How to complete this task: From the line with "let correlation_id = envelope.correlation_id.as_deref();" to the line with "let payload = invoke(handler, &envelope.payload).await;", retype every line exactly, including those two, and leave out the rest of the data below.

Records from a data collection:
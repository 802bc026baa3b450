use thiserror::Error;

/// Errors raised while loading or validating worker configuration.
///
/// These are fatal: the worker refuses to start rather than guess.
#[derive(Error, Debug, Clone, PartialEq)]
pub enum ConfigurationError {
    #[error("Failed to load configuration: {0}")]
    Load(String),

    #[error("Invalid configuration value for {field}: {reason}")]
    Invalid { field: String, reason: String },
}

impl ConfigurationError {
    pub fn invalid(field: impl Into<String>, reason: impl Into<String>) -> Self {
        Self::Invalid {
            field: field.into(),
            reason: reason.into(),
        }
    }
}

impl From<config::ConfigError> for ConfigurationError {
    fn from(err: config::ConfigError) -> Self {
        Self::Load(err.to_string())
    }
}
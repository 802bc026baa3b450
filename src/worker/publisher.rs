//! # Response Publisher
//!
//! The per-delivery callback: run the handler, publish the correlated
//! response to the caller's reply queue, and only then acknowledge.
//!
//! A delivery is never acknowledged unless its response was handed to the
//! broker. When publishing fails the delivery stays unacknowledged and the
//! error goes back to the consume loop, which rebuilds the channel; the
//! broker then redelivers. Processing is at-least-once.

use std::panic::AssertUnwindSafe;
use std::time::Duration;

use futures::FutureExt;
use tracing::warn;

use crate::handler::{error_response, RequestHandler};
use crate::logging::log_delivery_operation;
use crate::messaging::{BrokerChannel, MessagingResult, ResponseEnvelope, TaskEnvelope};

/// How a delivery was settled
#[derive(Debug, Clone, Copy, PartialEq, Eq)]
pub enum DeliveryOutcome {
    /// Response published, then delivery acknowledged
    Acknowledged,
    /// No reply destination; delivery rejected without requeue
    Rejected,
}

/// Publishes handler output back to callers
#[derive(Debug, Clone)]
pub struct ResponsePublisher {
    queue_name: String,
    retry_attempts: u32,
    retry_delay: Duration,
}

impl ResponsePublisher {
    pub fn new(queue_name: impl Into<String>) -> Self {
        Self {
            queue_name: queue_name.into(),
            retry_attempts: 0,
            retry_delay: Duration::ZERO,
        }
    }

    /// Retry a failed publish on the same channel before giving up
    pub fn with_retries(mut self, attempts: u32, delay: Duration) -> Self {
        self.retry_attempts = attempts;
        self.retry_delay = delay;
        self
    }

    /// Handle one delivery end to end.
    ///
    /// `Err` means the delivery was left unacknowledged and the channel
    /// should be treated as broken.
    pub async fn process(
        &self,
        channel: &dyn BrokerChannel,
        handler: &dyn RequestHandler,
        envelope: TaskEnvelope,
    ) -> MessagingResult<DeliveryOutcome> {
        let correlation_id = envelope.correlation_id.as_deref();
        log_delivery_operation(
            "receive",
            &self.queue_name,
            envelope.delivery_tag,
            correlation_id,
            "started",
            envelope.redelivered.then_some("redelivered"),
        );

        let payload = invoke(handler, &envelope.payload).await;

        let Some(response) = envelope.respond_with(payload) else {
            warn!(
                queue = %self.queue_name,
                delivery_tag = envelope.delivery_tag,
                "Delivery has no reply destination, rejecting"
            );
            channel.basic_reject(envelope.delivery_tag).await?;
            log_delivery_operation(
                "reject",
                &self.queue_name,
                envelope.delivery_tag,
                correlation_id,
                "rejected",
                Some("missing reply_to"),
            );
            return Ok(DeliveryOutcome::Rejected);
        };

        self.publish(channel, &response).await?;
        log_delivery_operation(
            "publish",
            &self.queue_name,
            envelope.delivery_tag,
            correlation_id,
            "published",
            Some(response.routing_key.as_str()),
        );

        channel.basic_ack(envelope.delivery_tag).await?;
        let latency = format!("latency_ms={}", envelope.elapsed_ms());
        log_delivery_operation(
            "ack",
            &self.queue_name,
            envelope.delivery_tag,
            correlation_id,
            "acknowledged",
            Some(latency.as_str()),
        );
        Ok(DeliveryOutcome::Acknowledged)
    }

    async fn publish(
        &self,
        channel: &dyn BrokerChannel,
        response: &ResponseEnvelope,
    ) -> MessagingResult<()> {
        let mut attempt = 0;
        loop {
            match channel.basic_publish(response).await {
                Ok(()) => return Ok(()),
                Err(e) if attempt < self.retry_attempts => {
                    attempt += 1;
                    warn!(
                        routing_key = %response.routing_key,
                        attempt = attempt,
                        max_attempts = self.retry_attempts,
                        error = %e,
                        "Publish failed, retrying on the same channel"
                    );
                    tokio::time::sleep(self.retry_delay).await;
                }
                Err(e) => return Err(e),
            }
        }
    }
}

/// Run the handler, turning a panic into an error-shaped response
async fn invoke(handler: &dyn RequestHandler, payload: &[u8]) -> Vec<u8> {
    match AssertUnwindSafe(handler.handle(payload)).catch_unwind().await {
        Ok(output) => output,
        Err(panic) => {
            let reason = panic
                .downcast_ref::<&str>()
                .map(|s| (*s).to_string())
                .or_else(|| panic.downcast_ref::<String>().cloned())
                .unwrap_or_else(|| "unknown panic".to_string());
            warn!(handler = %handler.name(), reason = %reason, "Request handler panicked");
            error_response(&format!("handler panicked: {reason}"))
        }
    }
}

---

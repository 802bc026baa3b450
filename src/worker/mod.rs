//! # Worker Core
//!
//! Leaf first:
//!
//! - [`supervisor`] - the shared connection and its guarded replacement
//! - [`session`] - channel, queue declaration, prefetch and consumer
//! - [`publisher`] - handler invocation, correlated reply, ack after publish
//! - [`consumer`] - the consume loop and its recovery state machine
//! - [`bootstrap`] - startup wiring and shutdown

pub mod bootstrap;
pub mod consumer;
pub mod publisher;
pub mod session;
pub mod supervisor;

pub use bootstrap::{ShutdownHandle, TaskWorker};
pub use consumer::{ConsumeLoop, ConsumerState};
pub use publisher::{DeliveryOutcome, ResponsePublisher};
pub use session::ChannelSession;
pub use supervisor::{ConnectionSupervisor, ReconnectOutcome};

Task response:
        let correlation_id = envelope.correlation_id.as_deref();
        log_delivery_operation(
            "receive",
            &self.queue_name,
            envelope.delivery_tag,
            correlation_id,
            "started",
            envelope.redelivered.then_some("redelivered"),
        );

        let payload = invoke(handler, &envelope.payload).await;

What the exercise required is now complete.